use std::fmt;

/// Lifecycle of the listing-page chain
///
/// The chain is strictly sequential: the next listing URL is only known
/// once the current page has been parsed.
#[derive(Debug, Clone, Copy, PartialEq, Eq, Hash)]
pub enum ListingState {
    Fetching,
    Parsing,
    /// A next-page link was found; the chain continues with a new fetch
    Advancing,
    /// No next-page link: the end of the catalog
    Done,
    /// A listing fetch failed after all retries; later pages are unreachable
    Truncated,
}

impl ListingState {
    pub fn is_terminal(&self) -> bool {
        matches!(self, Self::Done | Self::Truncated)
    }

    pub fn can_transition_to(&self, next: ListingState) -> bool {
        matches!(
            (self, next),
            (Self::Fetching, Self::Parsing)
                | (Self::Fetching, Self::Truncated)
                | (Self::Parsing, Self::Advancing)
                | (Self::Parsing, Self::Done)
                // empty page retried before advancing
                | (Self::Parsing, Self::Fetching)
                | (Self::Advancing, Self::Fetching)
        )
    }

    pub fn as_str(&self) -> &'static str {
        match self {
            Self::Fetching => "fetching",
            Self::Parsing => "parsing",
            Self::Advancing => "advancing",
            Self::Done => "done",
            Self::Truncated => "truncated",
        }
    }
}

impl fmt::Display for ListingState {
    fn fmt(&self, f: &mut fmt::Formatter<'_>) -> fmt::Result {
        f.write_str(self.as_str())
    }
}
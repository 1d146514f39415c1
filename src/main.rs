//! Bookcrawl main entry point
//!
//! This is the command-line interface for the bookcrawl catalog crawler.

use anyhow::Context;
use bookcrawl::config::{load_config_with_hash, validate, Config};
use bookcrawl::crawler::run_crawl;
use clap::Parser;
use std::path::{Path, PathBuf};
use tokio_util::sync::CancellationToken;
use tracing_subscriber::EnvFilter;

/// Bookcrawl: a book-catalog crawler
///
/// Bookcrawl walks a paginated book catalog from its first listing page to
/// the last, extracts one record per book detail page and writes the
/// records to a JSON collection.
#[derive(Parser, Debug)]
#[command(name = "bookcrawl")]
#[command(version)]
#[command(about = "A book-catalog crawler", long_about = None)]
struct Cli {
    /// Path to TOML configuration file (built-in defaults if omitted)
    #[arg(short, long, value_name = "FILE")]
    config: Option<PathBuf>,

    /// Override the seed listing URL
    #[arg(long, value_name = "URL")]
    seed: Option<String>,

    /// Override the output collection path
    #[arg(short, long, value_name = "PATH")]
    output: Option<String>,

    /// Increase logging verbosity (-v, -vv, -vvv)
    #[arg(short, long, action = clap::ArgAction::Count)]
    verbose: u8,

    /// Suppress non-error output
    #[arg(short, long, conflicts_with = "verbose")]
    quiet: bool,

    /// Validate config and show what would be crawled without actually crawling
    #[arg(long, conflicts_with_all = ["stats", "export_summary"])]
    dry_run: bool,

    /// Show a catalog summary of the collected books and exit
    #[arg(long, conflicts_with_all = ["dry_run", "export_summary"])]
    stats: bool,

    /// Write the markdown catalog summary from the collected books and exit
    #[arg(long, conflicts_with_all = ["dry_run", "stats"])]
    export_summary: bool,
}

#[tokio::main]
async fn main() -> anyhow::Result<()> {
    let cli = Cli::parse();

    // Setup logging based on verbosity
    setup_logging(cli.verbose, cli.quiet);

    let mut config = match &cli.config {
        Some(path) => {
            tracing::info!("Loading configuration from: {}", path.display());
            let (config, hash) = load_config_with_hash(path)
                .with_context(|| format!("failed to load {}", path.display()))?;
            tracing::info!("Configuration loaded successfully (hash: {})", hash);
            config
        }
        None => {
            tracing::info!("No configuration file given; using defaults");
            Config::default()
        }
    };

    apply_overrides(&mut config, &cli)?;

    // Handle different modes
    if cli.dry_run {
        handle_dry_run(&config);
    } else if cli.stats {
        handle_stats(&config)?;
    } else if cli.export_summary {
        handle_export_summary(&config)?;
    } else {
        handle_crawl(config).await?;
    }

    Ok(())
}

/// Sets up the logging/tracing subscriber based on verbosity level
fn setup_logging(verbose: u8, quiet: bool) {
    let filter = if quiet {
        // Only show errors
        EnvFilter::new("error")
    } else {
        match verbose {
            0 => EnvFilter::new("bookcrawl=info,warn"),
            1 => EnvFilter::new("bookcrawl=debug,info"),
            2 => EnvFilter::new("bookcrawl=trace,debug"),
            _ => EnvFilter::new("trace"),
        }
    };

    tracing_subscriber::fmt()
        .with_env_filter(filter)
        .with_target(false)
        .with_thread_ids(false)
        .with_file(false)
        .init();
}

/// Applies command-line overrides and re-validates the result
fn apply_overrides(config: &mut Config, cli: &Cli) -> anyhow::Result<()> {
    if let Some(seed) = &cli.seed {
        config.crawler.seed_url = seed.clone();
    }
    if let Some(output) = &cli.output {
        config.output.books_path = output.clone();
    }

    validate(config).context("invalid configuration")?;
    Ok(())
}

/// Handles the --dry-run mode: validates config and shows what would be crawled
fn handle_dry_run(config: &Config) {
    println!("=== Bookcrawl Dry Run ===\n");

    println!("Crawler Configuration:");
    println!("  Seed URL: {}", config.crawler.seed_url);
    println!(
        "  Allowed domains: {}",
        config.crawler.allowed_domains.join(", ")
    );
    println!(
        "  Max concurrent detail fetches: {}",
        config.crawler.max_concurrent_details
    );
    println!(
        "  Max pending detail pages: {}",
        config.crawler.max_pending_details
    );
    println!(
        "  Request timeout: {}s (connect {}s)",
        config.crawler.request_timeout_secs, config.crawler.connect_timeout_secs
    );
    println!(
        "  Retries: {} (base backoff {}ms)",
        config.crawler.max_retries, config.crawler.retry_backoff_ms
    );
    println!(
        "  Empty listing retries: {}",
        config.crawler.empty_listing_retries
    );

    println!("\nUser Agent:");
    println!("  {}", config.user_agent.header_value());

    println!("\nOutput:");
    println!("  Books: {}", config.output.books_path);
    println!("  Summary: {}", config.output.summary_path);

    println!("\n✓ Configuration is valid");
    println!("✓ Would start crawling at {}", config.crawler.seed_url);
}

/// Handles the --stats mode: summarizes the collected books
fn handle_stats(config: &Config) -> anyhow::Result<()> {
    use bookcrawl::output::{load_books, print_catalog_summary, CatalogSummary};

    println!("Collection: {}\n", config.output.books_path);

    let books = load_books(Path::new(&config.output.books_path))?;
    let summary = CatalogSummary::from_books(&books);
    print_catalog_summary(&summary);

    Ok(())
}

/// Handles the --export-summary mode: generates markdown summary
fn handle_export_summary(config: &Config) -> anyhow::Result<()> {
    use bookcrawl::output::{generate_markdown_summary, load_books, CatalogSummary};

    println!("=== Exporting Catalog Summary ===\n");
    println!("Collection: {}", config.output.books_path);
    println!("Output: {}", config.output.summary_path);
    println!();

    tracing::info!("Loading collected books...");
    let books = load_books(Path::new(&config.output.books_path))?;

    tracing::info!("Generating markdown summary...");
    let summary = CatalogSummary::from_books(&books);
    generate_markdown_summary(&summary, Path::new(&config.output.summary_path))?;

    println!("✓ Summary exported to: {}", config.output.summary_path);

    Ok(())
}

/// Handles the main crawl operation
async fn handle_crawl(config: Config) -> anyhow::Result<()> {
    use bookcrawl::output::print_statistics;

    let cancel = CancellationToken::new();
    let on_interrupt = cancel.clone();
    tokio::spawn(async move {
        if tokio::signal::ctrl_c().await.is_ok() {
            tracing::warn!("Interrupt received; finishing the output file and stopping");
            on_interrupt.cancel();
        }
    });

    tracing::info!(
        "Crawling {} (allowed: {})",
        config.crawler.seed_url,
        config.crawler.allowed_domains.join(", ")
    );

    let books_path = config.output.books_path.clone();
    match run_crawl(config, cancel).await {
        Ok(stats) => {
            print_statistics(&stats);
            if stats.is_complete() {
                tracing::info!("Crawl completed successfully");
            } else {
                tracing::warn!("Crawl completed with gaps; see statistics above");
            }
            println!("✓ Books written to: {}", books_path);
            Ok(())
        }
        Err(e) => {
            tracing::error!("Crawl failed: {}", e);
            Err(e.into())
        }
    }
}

==*==

→ What is expected
Which lines above include the word "defaults"? Return each one.

→ Your response
    /// Path to TOML configuration file (built-in defaults if omitted)
            tracing::info!("No configuration file given; using defaults");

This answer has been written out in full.